- WHAT TO DO: Pick out the lines below that include the string "authentication".

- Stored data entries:
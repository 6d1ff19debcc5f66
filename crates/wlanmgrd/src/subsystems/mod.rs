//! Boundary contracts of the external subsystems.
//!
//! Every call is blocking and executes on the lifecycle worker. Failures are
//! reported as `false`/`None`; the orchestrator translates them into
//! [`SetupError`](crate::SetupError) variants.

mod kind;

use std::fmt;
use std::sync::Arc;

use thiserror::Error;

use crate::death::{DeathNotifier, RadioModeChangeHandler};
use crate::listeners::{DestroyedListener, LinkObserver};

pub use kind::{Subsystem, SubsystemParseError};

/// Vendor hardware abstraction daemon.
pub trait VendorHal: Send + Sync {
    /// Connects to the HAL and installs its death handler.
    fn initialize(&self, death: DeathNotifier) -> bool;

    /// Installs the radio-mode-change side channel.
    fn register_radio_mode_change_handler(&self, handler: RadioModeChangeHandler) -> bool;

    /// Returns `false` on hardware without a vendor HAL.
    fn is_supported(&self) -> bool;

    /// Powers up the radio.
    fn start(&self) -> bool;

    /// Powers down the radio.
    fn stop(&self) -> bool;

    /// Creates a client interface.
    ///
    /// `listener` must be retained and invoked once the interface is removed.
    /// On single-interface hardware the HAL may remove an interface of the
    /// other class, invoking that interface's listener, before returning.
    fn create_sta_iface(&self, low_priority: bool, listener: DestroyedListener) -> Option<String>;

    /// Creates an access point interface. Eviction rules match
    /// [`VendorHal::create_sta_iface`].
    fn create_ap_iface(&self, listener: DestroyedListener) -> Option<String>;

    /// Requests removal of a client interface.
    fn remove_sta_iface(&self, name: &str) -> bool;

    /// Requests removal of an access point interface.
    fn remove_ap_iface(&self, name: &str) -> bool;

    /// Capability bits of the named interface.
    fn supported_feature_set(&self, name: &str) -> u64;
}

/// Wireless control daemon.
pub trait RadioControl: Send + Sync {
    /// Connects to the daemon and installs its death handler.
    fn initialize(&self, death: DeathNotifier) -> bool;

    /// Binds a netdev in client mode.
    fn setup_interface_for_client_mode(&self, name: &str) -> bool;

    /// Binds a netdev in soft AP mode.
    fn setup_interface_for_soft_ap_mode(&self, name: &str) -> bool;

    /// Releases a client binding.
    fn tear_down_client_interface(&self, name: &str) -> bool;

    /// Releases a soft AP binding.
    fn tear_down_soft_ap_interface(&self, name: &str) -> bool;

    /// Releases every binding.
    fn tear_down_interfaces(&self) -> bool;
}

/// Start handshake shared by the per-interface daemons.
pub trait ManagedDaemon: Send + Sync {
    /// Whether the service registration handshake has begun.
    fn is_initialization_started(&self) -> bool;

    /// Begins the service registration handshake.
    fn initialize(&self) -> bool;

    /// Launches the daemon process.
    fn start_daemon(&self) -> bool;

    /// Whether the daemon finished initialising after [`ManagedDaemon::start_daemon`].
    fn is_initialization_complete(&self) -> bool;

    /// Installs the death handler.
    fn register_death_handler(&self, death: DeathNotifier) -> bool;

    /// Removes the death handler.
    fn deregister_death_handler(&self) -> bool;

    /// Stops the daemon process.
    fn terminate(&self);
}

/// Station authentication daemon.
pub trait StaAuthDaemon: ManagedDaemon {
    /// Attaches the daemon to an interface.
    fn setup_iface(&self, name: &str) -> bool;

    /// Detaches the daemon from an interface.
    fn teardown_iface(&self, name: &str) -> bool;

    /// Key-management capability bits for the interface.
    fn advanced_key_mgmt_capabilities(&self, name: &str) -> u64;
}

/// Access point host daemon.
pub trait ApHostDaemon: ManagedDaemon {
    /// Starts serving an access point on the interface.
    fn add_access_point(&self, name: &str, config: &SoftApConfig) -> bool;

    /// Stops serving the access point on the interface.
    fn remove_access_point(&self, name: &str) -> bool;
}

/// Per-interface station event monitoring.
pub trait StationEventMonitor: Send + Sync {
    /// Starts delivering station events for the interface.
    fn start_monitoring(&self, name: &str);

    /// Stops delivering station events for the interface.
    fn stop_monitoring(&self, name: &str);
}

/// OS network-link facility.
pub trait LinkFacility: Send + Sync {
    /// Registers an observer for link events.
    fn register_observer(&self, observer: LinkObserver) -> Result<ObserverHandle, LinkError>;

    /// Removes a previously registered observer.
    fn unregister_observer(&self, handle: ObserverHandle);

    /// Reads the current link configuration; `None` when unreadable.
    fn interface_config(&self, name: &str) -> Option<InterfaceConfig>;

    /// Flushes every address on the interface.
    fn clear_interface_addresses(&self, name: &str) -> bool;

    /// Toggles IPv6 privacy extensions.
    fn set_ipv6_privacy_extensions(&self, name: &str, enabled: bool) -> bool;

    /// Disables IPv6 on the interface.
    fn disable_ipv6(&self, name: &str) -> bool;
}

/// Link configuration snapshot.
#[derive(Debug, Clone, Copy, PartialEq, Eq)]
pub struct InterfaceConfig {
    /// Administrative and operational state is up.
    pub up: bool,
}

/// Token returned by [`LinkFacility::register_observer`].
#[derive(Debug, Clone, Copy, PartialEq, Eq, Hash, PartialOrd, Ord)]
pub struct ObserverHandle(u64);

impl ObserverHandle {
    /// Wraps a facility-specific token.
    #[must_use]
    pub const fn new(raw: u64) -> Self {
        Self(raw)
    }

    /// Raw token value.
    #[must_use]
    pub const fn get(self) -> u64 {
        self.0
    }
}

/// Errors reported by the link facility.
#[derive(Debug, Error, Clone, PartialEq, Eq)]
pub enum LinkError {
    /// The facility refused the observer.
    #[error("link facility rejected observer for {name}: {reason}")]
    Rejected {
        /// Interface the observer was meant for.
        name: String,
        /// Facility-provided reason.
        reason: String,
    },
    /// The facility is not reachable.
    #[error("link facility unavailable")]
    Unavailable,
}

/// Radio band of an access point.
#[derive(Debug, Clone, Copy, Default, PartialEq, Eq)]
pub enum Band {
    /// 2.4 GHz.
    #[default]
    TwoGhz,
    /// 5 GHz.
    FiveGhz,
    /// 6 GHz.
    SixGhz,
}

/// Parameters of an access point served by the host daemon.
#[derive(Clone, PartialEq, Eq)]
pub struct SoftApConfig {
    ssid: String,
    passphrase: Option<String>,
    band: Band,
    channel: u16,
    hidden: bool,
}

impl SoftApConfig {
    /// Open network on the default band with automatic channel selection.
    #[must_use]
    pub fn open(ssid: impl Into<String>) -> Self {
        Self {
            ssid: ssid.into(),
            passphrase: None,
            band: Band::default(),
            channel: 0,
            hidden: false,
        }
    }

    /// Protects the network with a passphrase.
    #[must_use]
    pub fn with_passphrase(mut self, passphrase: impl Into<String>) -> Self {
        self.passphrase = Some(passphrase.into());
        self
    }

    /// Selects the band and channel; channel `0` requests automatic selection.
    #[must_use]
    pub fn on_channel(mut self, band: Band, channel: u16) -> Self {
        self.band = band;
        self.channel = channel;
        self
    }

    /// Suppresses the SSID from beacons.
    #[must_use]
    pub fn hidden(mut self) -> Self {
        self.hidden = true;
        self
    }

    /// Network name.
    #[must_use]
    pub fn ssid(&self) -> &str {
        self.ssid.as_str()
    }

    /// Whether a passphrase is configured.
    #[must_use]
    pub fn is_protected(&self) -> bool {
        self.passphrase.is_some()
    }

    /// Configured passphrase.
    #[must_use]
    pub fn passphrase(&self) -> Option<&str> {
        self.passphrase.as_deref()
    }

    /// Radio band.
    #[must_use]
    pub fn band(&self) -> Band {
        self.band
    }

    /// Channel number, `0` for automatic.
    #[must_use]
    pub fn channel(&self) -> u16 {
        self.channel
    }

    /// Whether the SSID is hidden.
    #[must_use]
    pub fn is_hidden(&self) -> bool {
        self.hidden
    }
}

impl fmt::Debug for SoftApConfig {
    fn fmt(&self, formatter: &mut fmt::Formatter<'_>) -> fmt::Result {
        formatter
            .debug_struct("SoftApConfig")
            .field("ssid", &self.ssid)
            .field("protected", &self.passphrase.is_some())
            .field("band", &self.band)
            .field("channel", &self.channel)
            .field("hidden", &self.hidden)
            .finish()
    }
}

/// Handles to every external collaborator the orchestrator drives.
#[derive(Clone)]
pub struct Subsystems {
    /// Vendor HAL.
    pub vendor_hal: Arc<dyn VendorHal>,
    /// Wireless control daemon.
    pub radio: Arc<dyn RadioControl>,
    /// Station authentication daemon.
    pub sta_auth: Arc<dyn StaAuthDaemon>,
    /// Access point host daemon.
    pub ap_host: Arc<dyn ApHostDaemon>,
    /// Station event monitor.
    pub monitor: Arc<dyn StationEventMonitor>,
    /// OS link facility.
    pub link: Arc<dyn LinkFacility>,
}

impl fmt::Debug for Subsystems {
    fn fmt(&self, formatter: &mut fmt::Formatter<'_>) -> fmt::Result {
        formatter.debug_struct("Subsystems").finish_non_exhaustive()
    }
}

- RESPONSE TO THIS EXERCISE:
/// Station authentication daemon.
    /// Station authentication daemon.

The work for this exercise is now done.